(Saved data entries)
-------

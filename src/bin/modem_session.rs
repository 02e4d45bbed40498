use clap::Parser;
use std::fs;
use std::path::PathBuf;
use tracing::{error, warn};
use vmodem_rs::link::TcpLink;
use vmodem_rs::session::{DEFAULT_SPEED_BPS, DEFAULT_TIMEOUT_MS, Session, SessionSpec};

#[derive(Debug, Parser)]
#[command(
    name = "modem-session",
    about = "Run one measurement session from session.json against a remote lab server"
)]
struct Args {
    /// Path to session.json
    #[arg(long)]
    session: PathBuf,

    /// Remote lab server address (host:port)
    #[arg(long)]
    addr: String,

    /// Directory for CSV and image outputs
    #[arg(long, default_value = "data")]
    out_dir: PathBuf,

    /// Shared session log file (one banner-bounded block appended per session)
    #[arg(long, default_value = "log.txt")]
    log_file: PathBuf,

    /// Override test duration (ms)
    #[arg(long)]
    duration_ms: Option<u64>,

    /// Override link speed (bps)
    #[arg(long)]
    speed_bps: Option<u32>,

    /// Write a machine-readable session summary JSON file
    #[arg(long)]
    summary_json: Option<PathBuf>,
}

fn main() {
    tracing_subscriber::fmt()
        .with_env_filter(
            tracing_subscriber::EnvFilter::try_from_default_env()
                .unwrap_or_else(|_| tracing_subscriber::EnvFilter::new("info")),
        )
        .with_file(true)
        .with_line_number(true)
        .with_target(true)
        .init();

    let args = Args::parse();
    let raw = fs::read_to_string(&args.session).expect("read session.json");
    let mut spec: SessionSpec = serde_json::from_str(&raw).expect("parse session.json");

    if args.duration_ms.is_some() {
        spec.duration_ms = args.duration_ms;
    }
    if args.speed_bps.is_some() {
        spec.speed_bps = args.speed_bps;
    }

    let name = spec.name.clone().unwrap_or_else(|| "lab".to_string());
    let link = TcpLink::new(args.addr.clone());
    let mut session = Session::open(
        Box::new(link),
        &name,
        spec.speed_bps.unwrap_or(DEFAULT_SPEED_BPS),
        spec.timeout_ms.unwrap_or(DEFAULT_TIMEOUT_MS),
        args.log_file.clone(),
    )
    .expect("open link");

    session.read_greeting();

    let outcome = session.run(&spec, &args.out_dir);
    match &outcome {
        Ok(summary) => {
            println!(
                "session_result action={} rounds={:?} acks={:?} nacks={:?} image_bytes={:?} traces={:?}",
                summary.action,
                summary.rounds,
                summary.acks_sent,
                summary.nacks_sent,
                summary.image_bytes,
                summary.traces_captured
            );
            if let Some(path) = &args.summary_json {
                let json = serde_json::to_string_pretty(summary).expect("serialize summary");
                match fs::write(path, json) {
                    Ok(()) => eprintln!("wrote session summary to {}", path.display()),
                    Err(e) => warn!(path = %path.display(), error = %e, "write summary json failed"),
                }
            }
        }
        Err(e) => error!(error = %e, "session aborted"),
    }

    session.finish();

    if outcome.is_err() {
        std::process::exit(1);
    }
}
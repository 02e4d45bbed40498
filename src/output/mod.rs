//! 输出文件
//!
//! 测量结果文件统一带标识与时间戳命名：CSV 一行一个整数，
//! 图像为原始字节。资源错误只报告，不中断协议流程。

mod csv;
mod stamp;

pub use csv::SampleWriter;
pub use stamp::{format_epoch_millis, timestamp};

use std::fs;
use std::path::{Path, PathBuf};

use crate::session::SessionError;

/// 把重建后的图像字节写入 `dir/<tag>_<时间戳>.jpg`。
pub fn write_image(dir: &Path, tag: &str, bytes: &[u8]) -> Result<PathBuf, SessionError> {
    let path = dir.join(format!("{tag}_{}.jpg", stamp::timestamp()));
    fs::create_dir_all(dir)
        .and_then(|_| fs::write(&path, bytes))
        .map_err(|source| SessionError::Output {
            path: path.clone(),
            source,
        })?;
    Ok(path)
}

-------

▶ YOUR GOAL:
Search the entries above for the string "filename", and report each line where it occurs.

▶ RESULT OF THE TASK:
filename src/bin/modem_session.rs
filename src/output/mod.rs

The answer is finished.